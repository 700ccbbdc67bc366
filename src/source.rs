//! Linking table sources.
//!
//! A source produces the raw rows of one linking table snapshot, either from
//! an exported spreadsheet or from the inventory system's API. Sources do not
//! validate rows; missing fields are reported when the resolver is built.

use anyhow::Result;

use crate::model::LinkRecord;

mod recent;
mod remote;
mod table_file;

pub use self::recent::recent_linking_file;
pub use self::remote::{RemoteLinkingTable, TOKEN_ENV, records_from_json, resolve_token};
pub use self::table_file::TableFile;

pub trait LinkingSource {
    /// Human readable origin, for logs and messages.
    fn describe(&self) -> String;

    fn load(&self) -> Result<Vec<LinkRecord>>;
}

== DESCRIPTION OF THE TASK ==
Output the complete set of records word for word.

== RESULT BELOW ==
repository 700ccbbdc67bc366
filename src/source.rs
//! Linking table sources.
//!
//! A source produces the raw rows of one linking table snapshot, either from
//! an exported spreadsheet or from the inventory system's API. Sources do not
//! validate rows; missing fields are reported when the resolver is built.

use anyhow::Result;

use crate::model::LinkRecord;

mod recent;
mod remote;
mod table_file;

pub use self::recent::recent_linking_file;
pub use self::remote::{RemoteLinkingTable, TOKEN_ENV, records_from_json, resolve_token};
pub use self::table_file::TableFile;

pub trait LinkingSource {
    /// Human readable origin, for logs and messages.
    fn describe(&self) -> String;

    fn load(&self) -> Result<Vec<LinkRecord>>;
}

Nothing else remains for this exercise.